Emails and mobile phones were already making working remotely an easier task, and I made sure that I kept up to date on the law and procedure. This worked very well for over 10 years, and I was perfectly happy. My energies and long-term focus were on my family, and my career was intellectually stimulating but not too demanding  – networking, practice accounts, billing targets and bringing in business were not concepts that often troubled my daily life.

However, as John Lennon encapsulated, ‘life is what happens to you while you’re busy making other plans’, and four years ago I walked out of a dead marriage, right in the middle of an economic recession, as my firm began to make redundancies. I survived the cull, and eventually moved to my present, much larger and well-known central London firm with the partner I had been working for.   

It was at that point I realised that if I was to support myself I needed to gear up my career. For some months, the routine of going to work and immersing myself in cases was therapy for me, and I worked very hard. When my partner became unwell, I stepped in and ran his practice for a while, but when my senior partner asked me out for lunch, I presumed it was to thank me. Instead it was to ask me if I wanted to be set up a fraud and regulatory department, and become a partner.

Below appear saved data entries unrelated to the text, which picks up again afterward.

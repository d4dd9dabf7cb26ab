//! Lease records for unit tests.

use serde_json::json;

use super::domain::Lease;
use super::land_area::{LeaseArea, PlanUnit};

pub(crate) fn lease(id: u64, identifier: &str) -> Lease {
    serde_json::from_value(json!({
        "id": id,
        "identifier": identifier,
        "is_invoicing_enabled": false,
        "tenants": [],
        "lease_areas": [],
        "decisions": [],
        "rents": [],
        "created_at": "2024-01-01T00:00:00Z",
        "modified_at": "2024-01-01T00:00:00Z",
    }))
    .expect("lease fixture")
}

pub(crate) fn lease_area(id: u64, identifier: &str, addresses: &[&str]) -> LeaseArea {
    let addresses: Vec<_> = addresses
        .iter()
        .enumerate()
        .map(|(index, address)| {
            json!({
                "id": id * 100 + index as u64,
                "address": address,
                "is_primary": index == 0,
            })
        })
        .collect();
    serde_json::from_value(json!({
        "id": id,
        "identifier": identifier,
        "area": 1000,
        "type": "plan_unit",
        "location": "surface",
        "addresses": addresses,
        "plots": [],
        "plan_units": [],
        "constructability_descriptions": [],
    }))
    .expect("lease area fixture")
}

pub(crate) fn plan_unit(id: u64, identifier: &str, is_master: bool) -> PlanUnit {
    serde_json::from_value(json!({
        "id": id,
        "identifier": identifier,
        "area": 500,
        "in_contract": true,
        "is_master": is_master,
        "plan_unit_status": "present",
        "modified_at": "2024-01-01T00:00:00Z",
    }))
    .expect("plan unit fixture")
}
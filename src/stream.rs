//! Input stream decoding and accounting
//!
//! The sensor firmware stamps every Input report with a little-endian 16-bit
//! sequence counter in the first two payload bytes. [`LossCounter`] turns the
//! gaps in that counter into a lost-report tally; [`RateCounter`] tracks the
//! delivery rate per second.

use std::time::{Duration, Instant};

/// A decoded Input report: sequence counter plus the remaining payload.
#[derive(Debug, Clone, PartialEq, Eq)]
pub struct InputEvent {
    pub report_id: u8,
    pub sequence: u16,
    pub data: Vec<u8>,
}

/// Decode an Input report into an event. `None` when the payload is too
/// short to carry the sequence counter.
pub fn decode_input(report: &crate::types::Report) -> Option<InputEvent> {
    if report.payload.len() < 2 {
        return None;
    }
    let (counter, data) = report.payload.split_at(2);
    Some(InputEvent {
        report_id: report.report_id,
        sequence: u16::from_le_bytes([counter[0], counter[1]]),
        data: data.to_vec(),
    })
}

/// Lost-report accounting over the firmware sequence counter.
///
/// Wraparound-aware: a forward gap below half the counter space counts as
/// loss; anything at or past it is treated as a device reset or reordering
/// and only resyncs the expected value.
#[derive(Debug, Default)]
pub struct LossCounter {
    expected: Option<u16>,
    received: u64,
    lost: u64,
}

impl LossCounter {
    pub fn new() -> Self {
        Self::default()
    }

    /// Account for one received sequence number. Returns the number of
    /// reports lost since the previous one (0 when in order).
    pub fn observe(&mut self, sequence: u16) -> u64 {
        self.received += 1;
        let lost = match self.expected {
            None => 0,
            Some(expected) => {
                let gap = sequence.wrapping_sub(expected);
                if gap < 0x8000 {
                    u64::from(gap)
                } else {
                    // Behind or wildly ahead of the expected value; resync
                    // without charging it as loss.
                    0
                }
            }
        };
        self.lost += lost;
        self.expected = Some(sequence.wrapping_add(1));
        lost
    }

    pub fn received(&self) -> u64 {
        self.received
    }

    pub fn lost(&self) -> u64 {
        self.lost
    }

    /// Forget the expected sequence, e.g. after re-binding a device.
    pub fn resync(&mut self) {
        self.expected = None;
    }
}

/// Reports-per-second counter over a sliding one-second window.
#[derive(Debug)]
pub struct RateCounter {
    window: Duration,
    window_start: Instant,
    in_window: u32,
    last_rate: u32,
}

impl Default for RateCounter {
    fn default() -> Self {
        Self::new()
    }
}

impl RateCounter {
    pub fn new() -> Self {
        Self {
            window: Duration::from_secs(1),
            window_start: Instant::now(),
            in_window: 0,
            last_rate: 0,
        }
    }

    /// Record one delivery. Returns `Some(rate)` when a window just closed.
    pub fn tick(&mut self) -> Option<u32> {
        let now = Instant::now();
        let mut closed = None;
        if now.duration_since(self.window_start) >= self.window {
            self.last_rate = self.in_window;
            self.in_window = 0;
            self.window_start = now;
            closed = Some(self.last_rate);
        }
        self.in_window += 1;
        closed
    }

    /// Rate measured over the most recently closed window.
    pub fn rate(&self) -> u32 {
        self.last_rate
    }
}
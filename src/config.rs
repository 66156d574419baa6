//! Session configuration

use std::time::Duration;

use serde::Deserialize;

use crate::types::DeviceIdentity;

/// Tunables for a device session. Deserializable so hosts can load it from
/// their own config files; every field has a default matching the sensor
/// receiver deployment.
#[derive(Debug, Clone, Deserialize)]
#[serde(default)]
pub struct SessionConfig {
    /// Target USB Vendor ID.
    pub vendor_id: u16,
    /// Target USB Product ID.
    pub product_id: u16,
    /// Deadline for interrupt IN reads, in milliseconds.
    pub read_deadline_ms: u64,
    /// Deadline for interrupt OUT writes, in milliseconds.
    pub write_deadline_ms: u64,
    /// Fallback discovery poll interval, in milliseconds. Covers hot-plug
    /// events the OS source misses.
    pub poll_interval_ms: u64,
    /// Optional (usage page, usage) filter for composite devices exposing
    /// several interfaces under one VID/PID.
    pub usage_filter: Option<(u16, u16)>,
}

impl Default for SessionConfig {
    fn default() -> Self {
        Self {
            vendor_id: 0x16C0,
            product_id: 0x05DF,
            read_deadline_ms: 1000,
            write_deadline_ms: 1000,
            poll_interval_ms: 3000,
            usage_filter: None,
        }
    }
}

impl SessionConfig {
    pub fn for_target(identity: DeviceIdentity) -> Self {
        Self {
            vendor_id: identity.vendor_id,
            product_id: identity.product_id,
            ..Self::default()
        }
    }

    pub fn target(&self) -> DeviceIdentity {
        DeviceIdentity {
            vendor_id: self.vendor_id,
            product_id: self.product_id,
        }
    }

    pub fn read_deadline(&self) -> Duration {
        Duration::from_millis(self.read_deadline_ms)
    }

    pub fn write_deadline(&self) -> Duration {
        Duration::from_millis(self.write_deadline_ms)
    }

    pub fn poll_interval(&self) -> Duration {
        Duration::from_millis(self.poll_interval_ms)
    }
}
//! Hot-plug notification source (Linux udev)
//!
//! Forwards USB subsystem add/remove events as [`HotplugEvent`]s. Events
//! carry "something changed" semantics only; the session re-runs its own
//! matcher instead of trusting event payloads, so missed or duplicate events
//! are harmless (the fallback poll covers gaps).

use futures::StreamExt;
use tokio::sync::mpsc;
use tokio_udev::{AsyncMonitorSocket, EventType, MonitorBuilder};
use tracing::{debug, warn};

use crate::error::EnumerationError;
use crate::types::HotplugEvent;

/// Watch the USB subsystem and forward attach/detach notifications into
/// `tx` until the receiving side is dropped.
///
/// Errors only on monitor setup; stream-level errors are logged and skipped.
pub async fn run_udev_watcher(tx: mpsc::Sender<HotplugEvent>) -> Result<(), EnumerationError> {
    let socket = MonitorBuilder::new()
        .and_then(|b| b.match_subsystem("usb"))
        .and_then(|b| b.listen())
        .map_err(|e| EnumerationError(format!("udev monitor setup failed: {e}")))?;
    let mut events = AsyncMonitorSocket::new(socket)
        .map_err(|e| EnumerationError(format!("udev monitor socket failed: {e}")))?;

    debug!("udev watcher started");
    while let Some(event) = events.next().await {
        let event = match event {
            Ok(event) => event,
            Err(e) => {
                warn!("udev event error: {e}");
                continue;
            }
        };
        let notification = match event.event_type() {
            EventType::Add | EventType::Bind => HotplugEvent::Attached,
            EventType::Remove | EventType::Unbind => HotplugEvent::Detached,
            _ => continue,
        };
        debug!("udev {:?} -> {notification:?}", event.event_type());
        if tx.send(notification).await.is_err() {
            break;
        }
    }
    debug!("udev watcher stopped");
    Ok(())
}
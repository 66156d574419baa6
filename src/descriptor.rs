//! HID report-descriptor capability scan
//!
//! Computes the per-kind report wire lengths and the top-level usage from a
//! raw report descriptor, the information the Windows host stack hands out
//! via `HidP_GetCaps`. Only the items that affect report sizing are
//! interpreted; everything else is skipped by length.

use std::collections::HashMap;

use crate::types::{DeviceCapabilities, ReportKind};

/// Result of a descriptor scan.
#[derive(Debug, Clone, Copy, PartialEq, Eq)]
pub struct ReportLayout {
    pub capabilities: DeviceCapabilities,
    /// True when the descriptor declares report IDs. Devices without them
    /// exchange bare payloads on the wire; the session layer still models a
    /// report-ID byte of 0 in front.
    pub numbered: bool,
}

#[derive(Debug, Clone, Copy, Default)]
struct GlobalState {
    usage_page: u16,
    report_size: u32,
    report_count: u32,
    report_id: u8,
}

/// Scan a report descriptor.
///
/// Report lengths follow the HIDP_CAPS convention: the byte length includes
/// the report-ID byte, and is the maximum over all report IDs of that kind.
pub fn scan(desc: &[u8]) -> ReportLayout {
    let mut globals = GlobalState::default();
    let mut stack: Vec<GlobalState> = Vec::new();
    // bits per (kind, report id)
    let mut bits: HashMap<(ReportKind, u8), u32> = HashMap::new();
    let mut numbered = false;
    let mut depth = 0u32;
    let mut top_usage: Option<(u16, u16)> = None;

    let mut i = 0;
    while i < desc.len() {
        let prefix = desc[i];
        i += 1;

        // Long item: skip by its declared size.
        if prefix == 0xFE {
            if i + 1 >= desc.len() {
                break;
            }
            let size = desc[i] as usize;
            i += 2 + size;
            continue;
        }

        let size = match prefix & 0x03 {
            3 => 4,
            n => n as usize,
        };
        if i + size > desc.len() {
            break;
        }
        let mut data = 0u32;
        for (shift, &byte) in desc[i..i + size].iter().enumerate() {
            data |= u32::from(byte) << (8 * shift);
        }
        i += size;

        let item_type = (prefix >> 2) & 0x03;
        let tag = prefix >> 4;
        match (item_type, tag) {
            // Main items: accumulate field bits per report ID.
            (0, 0x8) => add_bits(&mut bits, ReportKind::Input, &globals),
            (0, 0x9) => add_bits(&mut bits, ReportKind::Output, &globals),
            (0, 0xB) => add_bits(&mut bits, ReportKind::Feature, &globals),
            (0, 0xA) => depth += 1,
            (0, 0xC) => depth = depth.saturating_sub(1),
            // Globals
            (1, 0x0) => globals.usage_page = data as u16,
            (1, 0x7) => globals.report_size = data,
            (1, 0x8) => {
                globals.report_id = data as u8;
                numbered = true;
            }
            (1, 0x9) => globals.report_count = data,
            (1, 0xA) => stack.push(globals),
            (1, 0xB) => {
                if let Some(saved) = stack.pop() {
                    globals = saved;
                }
            }
            // Local usage: the first one at the top level is the device usage.
            (2, 0x0) => {
                if depth == 0 && top_usage.is_none() {
                    top_usage = Some((globals.usage_page, data as u16));
                }
            }
            _ => {}
        }
    }

    let (usage_page, usage) = top_usage.unwrap_or((0, 0));
    ReportLayout {
        capabilities: DeviceCapabilities {
            input_report_len: wire_len(&bits, ReportKind::Input),
            output_report_len: wire_len(&bits, ReportKind::Output),
            feature_report_len: wire_len(&bits, ReportKind::Feature),
            usage_page,
            usage,
        },
        numbered,
    }
}

fn add_bits(bits: &mut HashMap<(ReportKind, u8), u32>, kind: ReportKind, globals: &GlobalState) {
    // Saturate: a corrupt or hostile descriptor can declare absurd sizes,
    // and the device hands us this data on every open.
    let field_bits = globals.report_size.saturating_mul(globals.report_count);
    let entry = bits.entry((kind, globals.report_id)).or_insert(0);
    *entry = entry.saturating_add(field_bits);
}

/// Max byte length over all report IDs of a kind, plus the report-ID byte.
fn wire_len(bits: &HashMap<(ReportKind, u8), u32>, kind: ReportKind) -> u32 {
    bits.iter()
        .filter(|((k, _), _)| *k == kind)
        .map(|(_, &b)| b.div_ceil(8) + 1)
        .max()
        .unwrap_or(0)
}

Apart from being flattered, I was terrified. He immediately started talking about profit shares, business plans and team billing targets, all matters which were far removed from my comfortable working world. However, with the support of a helpful accountant friend, and many extra-curricular hours, I produced a business plan and negotiated the right package.

Here is what I learned:

  • Ask for what you want right from the start – if you have been offered partnership its because you have a perceived value to the firm, and you will be in a strong position to negotiate a work/life balance. I negotiated Fridays working from home;
  • Use outside help, both as an objective counterpoint to your own thoughts, and to take a second look at the figures. You will need to see the partnership accounts before you agree anything, since you need to know how the firm is doing. Don’t be afraid to ask lots of questions; even as a financial crime lawyer used to looking at accounts, it was still a big jump to considering my own firm’s partnership accounts;
  • It helps if you can befriend a partner to ask the questions you don’t want to appear ignorant in asking, and it will also give you some insight into how the partnership operates, the cliques that inevitably exist, and the key personalities;
  • Treat other departments like potential clients. I hadn’t been at my firm very long and didn’t know all members of staff and they didn’t know much about financial crime and regulatory litigation, so I made time to take partners out for coffee, hold informal lunchtime seminars for staff about what I was doing, and produced hand-outs and information sheets;
  • There are a surprisingly large number of useful support services, in particular the Law Society mentoring programme, which provided eight sessions of one-to-one telephone business coaching and practice development for free. I also befriended a wonderful practice development consultant who talked me through many of the marketing possibilities, and most importantly, made me feel that maybe I could actually do this;
  • I presumed I was joining a select group of amazing, brilliant super-lawyers. Some are, but of course, just because one’s colleagues are partners, does into make them more clever, or better people, even though you all have a vested financial interest in working together. Be nice, you are mature enough to deal with other people’s insecurities; and
  • Use your ‘life’ experience to help plan how you want to run your practice – from my SFO experience, my commercial contacts in business and my understanding of the banking crisis in 2008, I knew that the world of financial crime was changing fundamentally. I had a vision of bringing together civil and criminal work within one team, and I have focused on that to become our unique selling point. As a partner, communicating that plan, marketing and bringing in the work is entirely my responsibility – and will be discussed in the second part of this blog.